Standing quietly in a large residential area west of Pudong, Wal-Mart Stores Inc's first store in the city is expected to stir up the local retail market.
The 18,000-square-metre hypermarket, which the company calls a "supercentre," is set to open on Thursday, the first of three stores Wal-Mart plans to open in Shanghai.
Even before it has opened, the new store has local retailers, especially those in the vicinity, worried.
Within two kilometres of the Wal-Mart, there are Thailand-based Lotus supercentre, local Hualian GMS, NGS Supermarket, and a number of convenience stores.
Hualian GMS Supermarket, located on the same road and only 1.5 kilometres away, is revamping its shelving, layout and merchandise structure.
Company spokesman Qiu Yi said since his store is only 2,000 to 3,000 square metres wide it will focus on fresh and raw food, favourite among local customers, and remove lines that are not very popular.
Another neighbour, Lotus Supercentre, is also concerned.
"There's no doubt that Wal-Mart's Pudong store will affect our business because we are so close. But we will learn from it and compete," its spokeswoman Xiang Jun said.
Since it opened its first store in Shenzhen - now its headquarters - in 1996, the Bentonville, Arkansas-based retailer has launched 27 stores in China and employs 20,000 staff.
It owns eight hypermarkets in Shenzhen and two in Beijing. Its 2005 goal is to open 12 to 15 new stores, including two in Beijing in the second half of this year.
Company spokesman Liu Jun said the Pudong store will stick to the company's low-price strategy, characterized by local sourcing.
Wal-Mart now has two distribution centres in China, one in Dongguan and one in Tianjin. Liu said the company plans to build another one in Shanghai, but the timing has not been decided yet.
Wal-Mart will face stiff competition from two major competitors in the Shanghai market, the Brilliance Group and French retailer Carrefour S. A. The two dominate the city's current 100-strong large supermarkets.
The Brilliance Group, China's largest retail conglomerate, which owns Hualian Supermarket, Hualian GMS supermarket, the Lianhua chain as well as a host of others, has a large share of the local retail market.

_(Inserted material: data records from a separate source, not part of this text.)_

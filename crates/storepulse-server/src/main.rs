mod api;
mod dispatch;
mod middleware;
mod scheduler;

use std::sync::Arc;

use storepulse_engine::EngineOptions;
use tracing_subscriber::EnvFilter;

use crate::{
    api::{build_app, default_rate_limit_state, AppState},
    middleware::AuthState,
};

#[tokio::main]
async fn main() -> anyhow::Result<()> {
    dotenvy::dotenv().ok();
    let config = Arc::new(storepulse_core::load_app_config()?);
    let env_filter = EnvFilter::try_from_default_env()
        .or_else(|_| EnvFilter::try_new(config.log_level.clone()))?;
    tracing_subscriber::fmt().with_env_filter(env_filter).init();

    let pool_config = storepulse_db::PoolConfig::from_app_config(&config);
    let pool = storepulse_db::connect_pool(&config.database_url, pool_config).await?;
    let applied = storepulse_db::run_migrations(&pool).await?;
    tracing::info!(applied, "migrations up to date");

    let _scheduler = scheduler::build_scheduler(pool.clone(), Arc::clone(&config)).await?;

    let auth = AuthState::from_env(config.env.is_development())?;
    let engine = EngineOptions {
        day_basis: config.day_basis,
        missing_hours: config.missing_hours,
    };
    let app = build_app(AppState { pool, engine }, auth, default_rate_limit_state());

    let listener = tokio::net::TcpListener::bind(config.bind_addr).await?;
    tracing::info!(addr = %config.bind_addr, env = %config.env, "storepulse server listening");
    axum::serve(listener, app)
        .with_graceful_shutdown(shutdown_signal())
        .await?;
    Ok(())
}

async fn shutdown_signal() {
    let ctrl_c = async {
        if let Err(e) = tokio::signal::ctrl_c().await {
            tracing::error!(error = %e, "failed to listen for ctrl-c");
            std::future::pending::<()>().await;
        }
    };

    #[cfg(unix)]
    let terminate = async {
        match tokio::signal::unix::signal(tokio::signal::unix::SignalKind::terminate()) {
            Ok(mut signal) => {
                signal.recv().await;
            }
            Err(e) => {
                tracing::error!(error = %e, "failed to install SIGTERM handler");
                std::future::pending::<()>().await;
            }
        }
    };

    #[cfg(not(unix))]
    let terminate = std::future::pending::<()>();

    tokio::select! {
        () = ctrl_c => {},
        () = terminate => {},
    }

    tracing::info!("received shutdown signal, starting graceful shutdown");
}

Carrefour has opened eight hypermarkets in Shanghai and 54 in other cities, and it vows to open 15 new ones every year.
In the top 100 retailers' list, published by the China Chain Store and Franchise Association last year, Carrefour ranked number one, with 16.2 billion yuan (US$1.96 billion) in sales, while Wal-Mart lagged behind in 20th position with sales of 7.6 billion yuan (US$919 million).
Wang Liang, deputy director of the Shanghai Current Economics Research Institute, believes the coming of Wal-Mart will speed up competition, and will in the long run force businesses to restructure.

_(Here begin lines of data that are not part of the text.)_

//! Database operations for `store_status` observations.

use chrono::{DateTime, Utc};
use futures::TryStreamExt;
use sqlx::PgPool;
use storepulse_core::{Observation, StoreStatus};

use crate::DbError;

/// Rows per `INSERT ... UNNEST` statement during bulk import.
const INSERT_CHUNK_SIZE: usize = 5_000;

/// A row from the `store_status` table.
#[derive(Debug, Clone, PartialEq, Eq, sqlx::FromRow)]
pub struct ObservationRow {
    pub store_id: String,
    pub status: String,
    pub timestamp_utc: DateTime<Utc>,
}

impl ObservationRow {
    /// Decode the row into a store id and a typed observation.
    ///
    /// # Errors
    ///
    /// Returns [`DbError::InvalidRow`] if `status` is not a known store status.
    pub fn into_observation(self) -> Result<(String, Observation), DbError> {
        let status: StoreStatus = self.status.parse()?;
        Ok((self.store_id, Observation::new(self.timestamp_utc, status)))
    }
}

/// The newest observation timestamp across all stores, or `None` when the
/// table is empty.
///
/// # Errors
///
/// Returns [`DbError::Sqlx`] if the query fails.
pub async fn latest_observation_timestamp(pool: &PgPool) -> Result<Option<DateTime<Utc>>, DbError> {
    let latest = sqlx::query_scalar::<_, Option<DateTime<Utc>>>(
        "SELECT MAX(timestamp_utc) FROM store_status",
    )
    .fetch_one(pool)
    .await?;

    Ok(latest)
}

/// Every observation at or after `since`, ordered by store then timestamp.
///
/// # Errors
///
/// Returns [`DbError::Sqlx`] if the query fails, or [`DbError::InvalidRow`]
/// if a row carries an unknown status.
pub async fn list_observations_since(
    pool: &PgPool,
    since: DateTime<Utc>,
) -> Result<Vec<(String, Observation)>, DbError> {
    let mut rows = sqlx::query_as::<_, ObservationRow>(
        "SELECT store_id, status, timestamp_utc \
         FROM store_status \
         WHERE timestamp_utc >= $1 \
         ORDER BY store_id, timestamp_utc",
    )
    .bind(since)
    .fetch(pool);

    let mut observations = Vec::new();
    while let Some(row) = rows.try_next().await? {
        observations.push(row.into_observation()?);
    }

    Ok(observations)
}

/// Append observations in chunks inside a single transaction.
///
/// Returns the number of rows inserted.
///
/// # Errors
///
/// Returns [`DbError::Sqlx`] if any insert fails; nothing is committed then.
pub async fn insert_observations(
    pool: &PgPool,
    observations: &[(String, Observation)],
) -> Result<usize, DbError> {
    let mut tx = pool.begin().await?;
    let mut inserted = 0usize;

    for chunk in observations.chunks(INSERT_CHUNK_SIZE) {
        let store_ids: Vec<&str> = chunk.iter().map(|(id, _)| id.as_str()).collect();
        let statuses: Vec<&str> = chunk.iter().map(|(_, o)| o.status.as_str()).collect();
        let timestamps: Vec<DateTime<Utc>> = chunk.iter().map(|(_, o)| o.timestamp).collect();

        let result = sqlx::query(
            "INSERT INTO store_status (store_id, status, timestamp_utc) \
             SELECT * FROM UNNEST($1::text[], $2::text[], $3::timestamptz[])",
        )
        .bind(store_ids)
        .bind(statuses)
        .bind(timestamps)
        .execute(&mut *tx)
        .await?;

        inserted += usize::try_from(result.rows_affected()).unwrap_or(chunk.len());
        tracing::debug!(inserted, total = observations.len(), "observation chunk written");
    }

    tx.commit().await?;
    Ok(inserted)
}

#[cfg(test)]
mod tests {
    use chrono::TimeZone;

    use super::*;

    fn row(status: &str) -> ObservationRow {
        ObservationRow {
            store_id: "s1".to_string(),
            status: status.to_string(),
            timestamp_utc: Utc.with_ymd_and_hms(2023, 1, 23, 9, 0, 0).unwrap(),
        }
    }

    #[test]
    fn row_decodes_known_status() {
        let (store_id, observation) = row("inactive").into_observation().unwrap();
        assert_eq!(store_id, "s1");
        assert_eq!(observation.status, StoreStatus::Inactive);
    }

    #[test]
    fn row_with_unknown_status_is_invalid() {
        let err = row("closed").into_observation().unwrap_err();
        assert!(matches!(err, DbError::InvalidRow(_)));
    }
}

Currently, China's local retailers only manage to make profits of 1.2 per cent on average, while Wal-Mart's profit margin stands at 3.5 per cent.
Wang said Wal-Mart's presence will force local retailers to reflect upon their management and services.

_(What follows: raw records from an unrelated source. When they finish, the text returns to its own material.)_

//! Loading the three source CSV datasets into the database.
//!
//! Columns are located by header name, so column order does not matter.
//! Blank lines are skipped; any malformed record aborts the import of that
//! file with its line number.

use std::path::{Path, PathBuf};

use anyhow::{bail, Context};
use chrono::{DateTime, NaiveDateTime, NaiveTime, Utc};
use serde::de::DeserializeOwned;
use serde::Deserialize;
use storepulse_core::{Observation, StoreStatus};
use storepulse_db::{BusinessHoursRow, StoreRow};

#[derive(Debug, Default)]
pub(crate) struct ImportPaths {
    pub store_status: Option<PathBuf>,
    pub business_hours: Option<PathBuf>,
    pub timezones: Option<PathBuf>,
}

/// Import whichever datasets were given.
///
/// Timezones load first, then business hours, then observations.
///
/// # Errors
///
/// Returns an error if a file cannot be read or parsed, or a write fails.
pub(crate) async fn run_import(pool: &sqlx::PgPool, paths: &ImportPaths) -> anyhow::Result<()> {
    if paths.store_status.is_none() && paths.business_hours.is_none() && paths.timezones.is_none()
    {
        bail!("nothing to import; pass --store-status, --business-hours and/or --timezones");
    }

    if let Some(path) = &paths.timezones {
        let rows = parse_timezones(&read(path).await?).with_context(|| parse_failure(path))?;
        let count = storepulse_db::upsert_stores(pool, &rows).await?;
        println!("timezones: {count} store(s) upserted from {}", path.display());
    }

    if let Some(path) = &paths.business_hours {
        let rows = parse_business_hours(&read(path).await?).with_context(|| parse_failure(path))?;
        let count = storepulse_db::upsert_business_hours(pool, &rows).await?;
        println!("business hours: {count} row(s) upserted from {}", path.display());
    }

    if let Some(path) = &paths.store_status {
        let rows = parse_store_status(&read(path).await?).with_context(|| parse_failure(path))?;
        let count = storepulse_db::insert_observations(pool, &rows).await?;
        println!("store status: {count} observation(s) inserted from {}", path.display());
    }

    Ok(())
}

async fn read(path: &Path) -> anyhow::Result<String> {
    tokio::fs::read_to_string(path)
        .await
        .with_context(|| format!("failed to read {}", path.display()))
}

fn parse_failure(path: &Path) -> String {
    format!("failed to parse {}", path.display())
}

// ---------------------------------------------------------------------------
// Parsers
// ---------------------------------------------------------------------------

#[derive(Debug, Deserialize)]
struct StatusRecord {
    store_id: String,
    status: String,
    timestamp_utc: String,
}

#[derive(Debug, Deserialize)]
struct HoursRecord {
    store_id: String,
    #[serde(alias = "dayOfWeek", alias = "day")]
    day_of_week: i16,
    start_time_local: String,
    end_time_local: String,
}

#[derive(Debug, Deserialize)]
struct TimezoneRecord {
    store_id: String,
    #[serde(alias = "timezone_str")]
    timezone: String,
}

/// Parse `store_id,status,timestamp_utc` records.
pub(crate) fn parse_store_status(text: &str) -> anyhow::Result<Vec<(String, Observation)>> {
    read_records(text, |record: StatusRecord| {
        let status: StoreStatus = record.status.parse()?;
        let timestamp = parse_timestamp(&record.timestamp_utc)?;
        Ok((record.store_id, Observation::new(timestamp, status)))
    })
}

/// Parse `store_id,dayOfWeek,start_time_local,end_time_local` records.
pub(crate) fn parse_business_hours(text: &str) -> anyhow::Result<Vec<BusinessHoursRow>> {
    read_records(text, |record: HoursRecord| {
        if !(0..=6).contains(&record.day_of_week) {
            bail!(
                "day of week {} outside 0 (Monday) through 6 (Sunday)",
                record.day_of_week
            );
        }
        Ok(BusinessHoursRow {
            store_id: record.store_id,
            day_of_week: record.day_of_week,
            start_time_local: parse_local_time(&record.start_time_local)?,
            end_time_local: parse_local_time(&record.end_time_local)?,
        })
    })
}

/// Parse `store_id,timezone_str` records, rejecting unknown zone names.
pub(crate) fn parse_timezones(text: &str) -> anyhow::Result<Vec<StoreRow>> {
    read_records(text, |record: TimezoneRecord| {
        storepulse_engine::parse_timezone(&record.timezone)?;
        Ok(StoreRow {
            store_id: record.store_id,
            timezone: record.timezone,
        })
    })
}

/// Deserialize every record of `text` by header name and convert it with
/// `convert`. Failures carry the record's line number.
fn read_records<R, T, F>(text: &str, convert: F) -> anyhow::Result<Vec<T>>
where
    R: DeserializeOwned,
    F: Fn(R) -> anyhow::Result<T>,
{
    let mut reader = csv::ReaderBuilder::new()
        .trim(csv::Trim::All)
        .from_reader(text.as_bytes());

    let headers = reader.headers().context("unreadable header")?.clone();
    if headers.iter().all(str::is_empty) {
        bail!("file is empty");
    }

    let mut rows = Vec::new();
    for result in reader.records() {
        let record = result?;
        let line = record.position().map_or(0, csv::Position::line);
        let row = record
            .deserialize::<R>(Some(&headers))
            .map_err(anyhow::Error::from)
            .and_then(&convert)
            .with_context(|| format!("line {line}"))?;
        rows.push(row);
    }
    Ok(rows)
}

/// Accepts `2023-01-22 12:09:39.388884 UTC`, the same without fraction or
/// suffix, and RFC 3339.
pub(crate) fn parse_timestamp(raw: &str) -> anyhow::Result<DateTime<Utc>> {
    let trimmed = raw.trim();
    let naive = trimmed.strip_suffix("UTC").map_or(trimmed, str::trim_end);

    if let Ok(dt) = NaiveDateTime::parse_from_str(naive, "%Y-%m-%d %H:%M:%S%.f") {
        return Ok(dt.and_utc());
    }
    DateTime::parse_from_rfc3339(trimmed)
        .map(|dt| dt.with_timezone(&Utc))
        .with_context(|| format!("invalid timestamp {raw:?}"))
}

fn parse_local_time(raw: &str) -> anyhow::Result<NaiveTime> {
    let raw = raw.trim();
    NaiveTime::parse_from_str(raw, "%H:%M:%S%.f")
        .or_else(|_| NaiveTime::parse_from_str(raw, "%H:%M"))
        .with_context(|| format!("invalid local time {raw:?}"))
}

#[cfg(test)]
#[path = "import_test.rs"]
mod tests;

"Shanghai's local retailers are only imitating foreign competitors. They have not touched the soul of competitive foreign retailing," he said.
And the "soul" is advanced management and sourcing.
Wang also expected Wal-Mart's new store to stimulate the area's supply chain, and the service sector as a whole.
Last year, Wal-Mart purchased US$18 billion worth of merchandise from the local market, China's sixth largest export market if it were a country.